Development environment for use with nix-shell or direnv:

`shell.nix`
let
  oxalica_overlay = import (builtins.fetchTarball
    "https://github.com/oxalica/rust-overlay/archive/master.tar.gz");
  nixpkgs = import <nixpkgs> { overlays = [ oxalica_overlay ]; };
  rust_channel = nixpkgs.rust-bin.fromRustupToolchainFile ./rust-toolchain;
in with nixpkgs;
pkgs.mkShell {
  buildInputs = [
    nettle
    openssl
  ];

  nativeBuildInputs = [
    (rust_channel.override{
        extensions = [ "rust-src" "rust-std" ];
    })

    llvmPackages.clang
    pkgconfig

    # tools
    codespell
  ];

  RUST_BACKTRACE = 1;

  # compilation of -sys packages requires manually setting LIBCLANG_PATH
  LIBCLANG_PATH = "${pkgs.llvmPackages.libclang.lib}/lib";
}

macOS

MacPorts

$ sudo port install cargo nettle pkgconfig

Brew

$ brew install rust nettle

Windows

Please make sure to preserve line-endings when cloning the Sequoia repository. The relevant git option is core.autocrlf which must be set to false.

Due to Windows Runners being somewhat slow, we only run them automatically for MRs, which contain windows in the branch name. Please name your branch accordingly when contributing a patch which might affect Windows.

CNG

On Windows Sequoia PGP can use one of several cryptographic backends. The recommended one is Windows Cryptography API (CNG) as it doesn't require any additional dependencies. The standard tooling required to build native dependencies (Visual Studio Build Tools) is still needed.

When building, make sure to disable default features (to disable Nettle) and enable the CNG via crypto-cng Cargo feature:

$ cargo build --no-default-features --features crypto-cng,compression # Only change crypto backend

Nettle

It is also possible to use Sequoia's default backend (Nettle) on Windows through MSYS2.

You can install the needed libraries with the following command:

$ pacman -S mingw-w64-x86_64-{bzip2,clang,gcc,pkg-config,nettle}

Other

MSYS2 can also be used to build Sequoia with the Windows-native CNG backend. The list of packages is the same as for Nettle with the exception of mingw-w64-x86_64-nettle which is not needed. Build command is the same as for the CNG backend.

Sequoia PGP can also be built for 32-bit Windows. See .gitlab-ci.yml for detailed example.

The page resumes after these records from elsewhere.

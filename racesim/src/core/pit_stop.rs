use crate::core::agent::{Agent, AgentStatus};
use crate::core::track::Point2;
use std::time::{Duration, Instant};

/// PitStop holds the bookkeeping of an active pit stop.
///
/// * `deadline` - Wall-clock time at which the pit stop is complete
/// * `saved_speed_factor` - Speed factor before entering the pits, restored on exit
/// * `saved_position` - Display position before the agent was parked in its pit box
#[derive(Debug, Clone, PartialEq)]
pub struct PitStop {
    pub deadline: Instant,
    pub saved_speed_factor: f64,
    pub saved_position: Point2,
}

impl PitStop {
    pub fn remaining(&self, now: Instant) -> Duration {
        self.deadline.saturating_duration_since(now)
    }

    pub fn is_complete(&self, now: Instant) -> bool {
        now >= self.deadline
    }
}

/// pit_due checks, on lap completion, if an agent has to be routed into the pit lane: it must be
/// racing, its tyres must have reached the pit threshold and the completed lap must not decide
/// the race.
pub fn pit_due(agent: &Agent, pit_threshold: u32, tot_no_laps: u32) -> bool {
    agent.is_racing() && agent.tireset.is_worn(pit_threshold) && agent.lap() < tot_no_laps
}

impl Agent {
    /// enter_pit stops the agent, parks it in its pit box and starts the pit stop timer. Only a
    /// racing agent can enter the pits. Returns true if the pit stop was started.
    pub fn enter_pit(&mut self, pit_box: Point2, now: Instant, pit_duration: Duration) -> bool {
        if !self.is_racing() {
            return false;
        }

        self.status = AgentStatus::Pitting(PitStop {
            deadline: now + pit_duration,
            saved_speed_factor: self.speed_factor,
            saved_position: self.display_position,
        });
        self.speed_factor = 0.0;
        self.pit_count += 1;
        self.display_position = pit_box;
        true
    }

    /// exit_pit ends an active pit stop: the saved speed factor and display position are restored
    /// and fresh tyres are fitted. The restored position is shown until the next tick. Returns true
    /// if a pit stop was ended.
    pub fn exit_pit(&mut self, fresh_tire_laps: u32) -> bool {
        let pit_stop = match &self.status {
            AgentStatus::Pitting(pit_stop) => pit_stop.to_owned(),
            _ => return false,
        };

        self.speed_factor = pit_stop.saved_speed_factor;
        self.display_position = pit_stop.saved_position;
        self.tireset.fit_fresh(fresh_tire_laps);
        self.status = AgentStatus::Racing;
        true
    }

    /// check_pit_exit ends the pit stop if its deadline has been reached.
    pub fn check_pit_exit(&mut self, now: Instant, fresh_tire_laps: u32) -> bool {
        match &self.status {
            AgentStatus::Pitting(pit_stop) if pit_stop.is_complete(now) => {
                self.exit_pit(fresh_tire_laps)
            }
            _ => false,
        }
    }
}

#[cfg(test)]
mod tests {
    use super::*;
    use crate::core::agent::AgentPars;

    const PIT_DURATION: Duration = Duration::from_millis(2500);

    fn agent(tire_laps: u32) -> Agent {
        Agent::new(
            &AgentPars {
                id: 1,
                name: String::from("Red"),
                color: String::from("red"),
                speed_factor: 0.00063,
                wear_factor: 0.000001,
                tire_laps,
            },
            [5.0, 5.0],
        )
        .unwrap()
    }

    #[test]
    fn pit_is_due_only_with_worn_tyres_before_the_last_lap() {
        let agent_worn = agent(3);
        assert!(pit_due(&agent_worn, 3, 50));
        assert!(!pit_due(&agent(4), 3, 50));
        // the completed lap decides the race
        assert!(!pit_due(&agent_worn, 3, 0));
    }

    #[test]
    fn pit_cycle_restores_pre_pit_state() {
        let t0 = Instant::now();
        let mut agent = agent(3);

        assert!(agent.enter_pit([100.0, -20.0], t0, PIT_DURATION));
        assert!(agent.is_pitting());
        assert_eq!(agent.speed_factor(), 0.0);
        assert_eq!(agent.pit_count(), 1);
        assert_eq!(agent.display_position, [100.0, -20.0]);
        assert!(!pit_due(&agent, 3, 50));

        // no re-entry while pitting
        assert!(!agent.enter_pit([0.0, 0.0], t0, PIT_DURATION));
        assert_eq!(agent.pit_count(), 1);

        assert!(!agent.check_pit_exit(t0 + Duration::from_millis(2499), 25));
        assert_eq!(agent.pit_remaining(t0 + Duration::from_millis(2000)), Some(Duration::from_millis(500)));

        assert!(agent.check_pit_exit(t0 + PIT_DURATION, 25));
        assert!(agent.is_racing());
        assert_eq!(agent.speed_factor(), 0.00063);
        assert_eq!(agent.tire_laps(), 25);
        assert_eq!(agent.display_position, [5.0, 5.0]);
        assert_eq!(agent.pit_remaining(t0 + PIT_DURATION), None);
    }

    #[test]
    fn retired_agent_never_pits() {
        let t0 = Instant::now();
        let mut agent = agent(0);

        agent.retire();
        assert!(!pit_due(&agent, 3, 50));
        assert!(!agent.enter_pit([0.0, 0.0], t0, PIT_DURATION));
        assert!(!agent.exit_pit(25));
        assert_eq!(agent.tire_laps(), 0);
    }
}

Additionally, the experimental Rust backend can also be used on Windows. See the sequoia-openpgp crate's documentation for details.

Getting help

Sequoia's documentation is hosted here: https://docs.sequoia-pgp.org/

The guide is hosted here: https://sequoia-pgp.org/guide/

You can join our mailing list by sending a mail to [email protected].

You can talk to us using IRC on OFTC in #sequoia.

Reporting bugs

Please report bug and feature requests to our bugtracker. If you find a security vulnerability, please refer to our security vulnerability guide.